> **Input data**
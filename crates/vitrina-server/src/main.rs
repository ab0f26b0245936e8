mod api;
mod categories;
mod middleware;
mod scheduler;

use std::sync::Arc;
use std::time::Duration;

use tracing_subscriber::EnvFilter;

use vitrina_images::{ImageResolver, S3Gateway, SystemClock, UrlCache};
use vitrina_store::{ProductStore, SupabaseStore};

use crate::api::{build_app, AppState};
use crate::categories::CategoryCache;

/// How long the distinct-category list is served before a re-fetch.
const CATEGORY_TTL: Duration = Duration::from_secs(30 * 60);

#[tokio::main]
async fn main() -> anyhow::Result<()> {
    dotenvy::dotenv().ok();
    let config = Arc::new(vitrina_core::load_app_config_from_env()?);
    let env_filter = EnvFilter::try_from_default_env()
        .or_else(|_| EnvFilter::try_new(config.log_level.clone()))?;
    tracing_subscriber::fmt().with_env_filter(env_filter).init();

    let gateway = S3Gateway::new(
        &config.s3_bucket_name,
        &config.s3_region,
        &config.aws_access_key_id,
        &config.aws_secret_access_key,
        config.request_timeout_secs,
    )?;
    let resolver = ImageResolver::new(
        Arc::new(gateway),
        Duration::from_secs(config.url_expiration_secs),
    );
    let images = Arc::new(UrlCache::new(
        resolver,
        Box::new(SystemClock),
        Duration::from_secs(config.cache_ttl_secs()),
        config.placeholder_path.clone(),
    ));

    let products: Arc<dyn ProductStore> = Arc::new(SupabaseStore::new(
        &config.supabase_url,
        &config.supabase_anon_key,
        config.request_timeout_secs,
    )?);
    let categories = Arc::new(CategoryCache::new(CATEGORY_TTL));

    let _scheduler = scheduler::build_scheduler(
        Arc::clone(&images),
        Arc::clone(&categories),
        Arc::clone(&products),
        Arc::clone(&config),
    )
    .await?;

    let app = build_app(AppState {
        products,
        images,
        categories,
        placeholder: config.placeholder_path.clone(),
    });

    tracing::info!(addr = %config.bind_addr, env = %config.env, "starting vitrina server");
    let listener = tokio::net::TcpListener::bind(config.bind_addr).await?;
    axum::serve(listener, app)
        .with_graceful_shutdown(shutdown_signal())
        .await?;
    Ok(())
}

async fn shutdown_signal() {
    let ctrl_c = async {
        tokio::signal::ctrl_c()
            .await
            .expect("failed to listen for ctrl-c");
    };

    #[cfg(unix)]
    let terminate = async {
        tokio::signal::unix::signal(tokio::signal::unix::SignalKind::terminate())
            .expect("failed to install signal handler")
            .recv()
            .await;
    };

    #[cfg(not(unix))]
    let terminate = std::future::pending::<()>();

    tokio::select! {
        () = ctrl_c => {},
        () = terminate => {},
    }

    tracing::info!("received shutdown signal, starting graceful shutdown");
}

--

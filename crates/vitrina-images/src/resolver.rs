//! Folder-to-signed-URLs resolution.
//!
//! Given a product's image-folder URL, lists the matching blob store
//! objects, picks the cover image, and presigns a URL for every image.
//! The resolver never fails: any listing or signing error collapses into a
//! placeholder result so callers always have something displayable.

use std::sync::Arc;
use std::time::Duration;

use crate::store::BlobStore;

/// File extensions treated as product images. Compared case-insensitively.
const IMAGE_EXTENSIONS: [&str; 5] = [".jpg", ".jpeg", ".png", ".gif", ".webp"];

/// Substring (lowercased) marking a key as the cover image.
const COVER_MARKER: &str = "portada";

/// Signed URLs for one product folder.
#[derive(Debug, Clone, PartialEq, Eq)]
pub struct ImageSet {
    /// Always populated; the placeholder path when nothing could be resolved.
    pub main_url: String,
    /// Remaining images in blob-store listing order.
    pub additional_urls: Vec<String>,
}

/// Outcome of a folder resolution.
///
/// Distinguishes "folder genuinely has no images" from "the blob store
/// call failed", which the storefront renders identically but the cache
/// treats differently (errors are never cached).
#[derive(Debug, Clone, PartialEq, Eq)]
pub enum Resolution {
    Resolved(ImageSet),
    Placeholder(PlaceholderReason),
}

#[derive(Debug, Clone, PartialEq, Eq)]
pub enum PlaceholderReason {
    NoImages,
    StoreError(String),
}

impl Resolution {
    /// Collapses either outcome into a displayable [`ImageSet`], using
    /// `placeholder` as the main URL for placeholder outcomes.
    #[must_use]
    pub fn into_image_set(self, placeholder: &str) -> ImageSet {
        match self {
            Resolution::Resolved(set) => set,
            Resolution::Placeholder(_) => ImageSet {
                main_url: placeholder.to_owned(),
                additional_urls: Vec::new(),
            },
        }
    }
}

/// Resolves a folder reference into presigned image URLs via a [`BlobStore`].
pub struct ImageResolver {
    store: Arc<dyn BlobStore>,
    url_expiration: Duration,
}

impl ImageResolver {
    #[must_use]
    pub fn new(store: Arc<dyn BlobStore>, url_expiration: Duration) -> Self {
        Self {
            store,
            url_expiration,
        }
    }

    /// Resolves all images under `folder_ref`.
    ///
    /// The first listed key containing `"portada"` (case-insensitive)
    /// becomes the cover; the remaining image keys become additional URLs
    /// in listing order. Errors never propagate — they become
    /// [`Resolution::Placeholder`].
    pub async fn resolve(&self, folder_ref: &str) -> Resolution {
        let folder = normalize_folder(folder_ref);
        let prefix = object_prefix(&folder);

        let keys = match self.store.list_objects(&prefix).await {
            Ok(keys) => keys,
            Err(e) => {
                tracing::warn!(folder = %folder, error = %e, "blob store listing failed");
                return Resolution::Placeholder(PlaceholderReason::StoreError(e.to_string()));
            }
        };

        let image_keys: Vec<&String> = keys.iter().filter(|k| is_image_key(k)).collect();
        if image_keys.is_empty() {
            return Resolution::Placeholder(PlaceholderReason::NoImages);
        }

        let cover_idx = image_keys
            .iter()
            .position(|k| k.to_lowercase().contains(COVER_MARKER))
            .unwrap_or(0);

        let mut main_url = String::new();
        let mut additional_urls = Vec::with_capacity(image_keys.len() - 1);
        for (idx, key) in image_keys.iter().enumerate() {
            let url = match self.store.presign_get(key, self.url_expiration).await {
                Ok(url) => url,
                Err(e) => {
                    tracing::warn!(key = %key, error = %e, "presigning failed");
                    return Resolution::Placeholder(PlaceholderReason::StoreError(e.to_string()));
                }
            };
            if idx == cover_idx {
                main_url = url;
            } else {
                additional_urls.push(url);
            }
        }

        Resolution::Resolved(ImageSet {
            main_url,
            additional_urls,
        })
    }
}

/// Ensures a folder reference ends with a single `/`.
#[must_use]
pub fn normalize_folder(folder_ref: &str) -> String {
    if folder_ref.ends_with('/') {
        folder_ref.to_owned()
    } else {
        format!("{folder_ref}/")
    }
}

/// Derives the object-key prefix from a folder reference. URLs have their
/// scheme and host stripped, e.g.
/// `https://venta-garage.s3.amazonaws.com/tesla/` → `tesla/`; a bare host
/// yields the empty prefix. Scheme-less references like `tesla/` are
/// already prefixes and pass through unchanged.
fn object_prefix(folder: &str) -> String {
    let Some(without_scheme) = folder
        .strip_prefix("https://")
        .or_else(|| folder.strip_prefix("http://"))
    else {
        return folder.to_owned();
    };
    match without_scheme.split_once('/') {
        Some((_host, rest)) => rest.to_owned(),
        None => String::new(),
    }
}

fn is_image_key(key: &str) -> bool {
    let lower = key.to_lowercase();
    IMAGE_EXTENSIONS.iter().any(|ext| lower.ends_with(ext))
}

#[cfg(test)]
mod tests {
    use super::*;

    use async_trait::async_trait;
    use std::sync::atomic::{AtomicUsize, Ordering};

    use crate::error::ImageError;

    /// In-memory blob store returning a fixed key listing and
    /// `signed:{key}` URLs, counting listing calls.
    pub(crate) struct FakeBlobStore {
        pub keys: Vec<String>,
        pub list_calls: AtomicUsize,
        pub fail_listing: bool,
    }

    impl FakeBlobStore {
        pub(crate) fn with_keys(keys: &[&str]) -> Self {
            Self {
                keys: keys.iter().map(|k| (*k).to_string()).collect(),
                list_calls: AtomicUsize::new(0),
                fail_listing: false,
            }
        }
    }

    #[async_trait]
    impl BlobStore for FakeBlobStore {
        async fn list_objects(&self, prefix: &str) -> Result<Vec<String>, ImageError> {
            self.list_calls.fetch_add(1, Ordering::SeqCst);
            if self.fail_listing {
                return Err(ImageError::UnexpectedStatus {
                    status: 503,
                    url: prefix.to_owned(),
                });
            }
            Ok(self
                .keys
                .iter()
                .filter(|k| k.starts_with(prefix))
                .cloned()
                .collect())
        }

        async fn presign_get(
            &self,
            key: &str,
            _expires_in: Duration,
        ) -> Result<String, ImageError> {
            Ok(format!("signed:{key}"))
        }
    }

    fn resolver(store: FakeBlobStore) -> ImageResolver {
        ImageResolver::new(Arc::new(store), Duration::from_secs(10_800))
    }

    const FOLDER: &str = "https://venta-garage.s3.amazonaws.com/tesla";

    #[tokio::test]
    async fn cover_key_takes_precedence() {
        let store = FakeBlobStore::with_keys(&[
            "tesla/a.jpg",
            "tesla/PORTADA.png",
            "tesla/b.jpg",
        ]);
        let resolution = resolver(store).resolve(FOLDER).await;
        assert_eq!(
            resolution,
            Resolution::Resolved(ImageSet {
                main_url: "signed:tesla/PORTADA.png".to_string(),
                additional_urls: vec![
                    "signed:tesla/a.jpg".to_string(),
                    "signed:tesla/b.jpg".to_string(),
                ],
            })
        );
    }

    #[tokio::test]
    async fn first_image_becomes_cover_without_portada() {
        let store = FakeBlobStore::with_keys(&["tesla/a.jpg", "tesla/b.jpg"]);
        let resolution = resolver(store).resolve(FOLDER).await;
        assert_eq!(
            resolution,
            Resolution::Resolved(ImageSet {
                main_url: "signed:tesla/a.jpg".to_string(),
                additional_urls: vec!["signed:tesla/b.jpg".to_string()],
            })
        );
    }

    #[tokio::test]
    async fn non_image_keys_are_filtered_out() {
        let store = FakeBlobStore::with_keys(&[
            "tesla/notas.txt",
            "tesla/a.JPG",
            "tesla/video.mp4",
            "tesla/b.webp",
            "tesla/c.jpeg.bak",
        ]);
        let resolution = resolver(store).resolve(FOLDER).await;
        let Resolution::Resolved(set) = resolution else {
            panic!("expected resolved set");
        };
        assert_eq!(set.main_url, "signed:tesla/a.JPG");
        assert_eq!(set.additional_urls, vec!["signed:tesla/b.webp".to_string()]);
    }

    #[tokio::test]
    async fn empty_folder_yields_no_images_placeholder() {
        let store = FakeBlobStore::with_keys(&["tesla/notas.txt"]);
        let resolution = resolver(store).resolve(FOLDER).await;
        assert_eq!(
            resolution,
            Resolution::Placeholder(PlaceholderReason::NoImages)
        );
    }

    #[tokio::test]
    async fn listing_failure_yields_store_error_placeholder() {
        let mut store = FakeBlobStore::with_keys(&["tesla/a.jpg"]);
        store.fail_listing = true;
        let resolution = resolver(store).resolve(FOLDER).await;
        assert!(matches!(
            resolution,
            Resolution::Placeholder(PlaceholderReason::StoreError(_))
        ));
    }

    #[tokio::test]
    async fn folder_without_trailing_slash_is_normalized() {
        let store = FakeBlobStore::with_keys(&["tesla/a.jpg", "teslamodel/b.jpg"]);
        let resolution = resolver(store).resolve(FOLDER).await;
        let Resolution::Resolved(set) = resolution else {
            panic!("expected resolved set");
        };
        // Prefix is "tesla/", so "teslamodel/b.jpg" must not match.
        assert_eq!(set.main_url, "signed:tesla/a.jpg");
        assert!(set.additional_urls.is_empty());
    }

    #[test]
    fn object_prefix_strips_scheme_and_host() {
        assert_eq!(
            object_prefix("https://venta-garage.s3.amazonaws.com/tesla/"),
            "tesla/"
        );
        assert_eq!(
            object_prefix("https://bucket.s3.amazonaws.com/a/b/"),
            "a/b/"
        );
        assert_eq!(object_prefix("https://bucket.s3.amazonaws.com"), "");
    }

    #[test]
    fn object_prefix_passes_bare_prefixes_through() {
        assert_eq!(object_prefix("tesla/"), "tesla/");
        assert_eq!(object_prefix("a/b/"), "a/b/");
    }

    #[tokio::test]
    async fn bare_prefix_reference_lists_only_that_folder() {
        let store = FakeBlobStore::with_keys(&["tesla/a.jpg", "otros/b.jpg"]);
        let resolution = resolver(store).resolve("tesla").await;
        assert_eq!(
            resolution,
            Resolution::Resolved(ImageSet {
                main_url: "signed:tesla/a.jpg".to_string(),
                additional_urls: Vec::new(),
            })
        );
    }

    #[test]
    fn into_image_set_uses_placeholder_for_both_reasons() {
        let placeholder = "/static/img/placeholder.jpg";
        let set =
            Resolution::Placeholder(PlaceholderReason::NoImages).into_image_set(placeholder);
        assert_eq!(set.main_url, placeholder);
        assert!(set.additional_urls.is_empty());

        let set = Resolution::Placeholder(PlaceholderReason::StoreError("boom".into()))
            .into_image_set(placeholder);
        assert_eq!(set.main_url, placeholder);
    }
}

> **What needs to be done**
Taking the entries above, write out exactly each line from the one holding "filename crates/vitrina-server/src/main.rs" to the one holding "#[tokio::main]", both included, and stop there.

> **Reply to the task**
filename crates/vitrina-server/src/main.rs
repository ab0f26b0245936e8
mod api;
mod categories;
mod middleware;
mod scheduler;

use std::sync::Arc;
use std::time::Duration;

use tracing_subscriber::EnvFilter;

use vitrina_images::{ImageResolver, S3Gateway, SystemClock, UrlCache};
use vitrina_store::{ProductStore, SupabaseStore};

use crate::api::{build_app, AppState};
use crate::categories::CategoryCache;

/// How long the distinct-category list is served before a re-fetch.
const CATEGORY_TTL: Duration = Duration::from_secs(30 * 60);

#[tokio::main]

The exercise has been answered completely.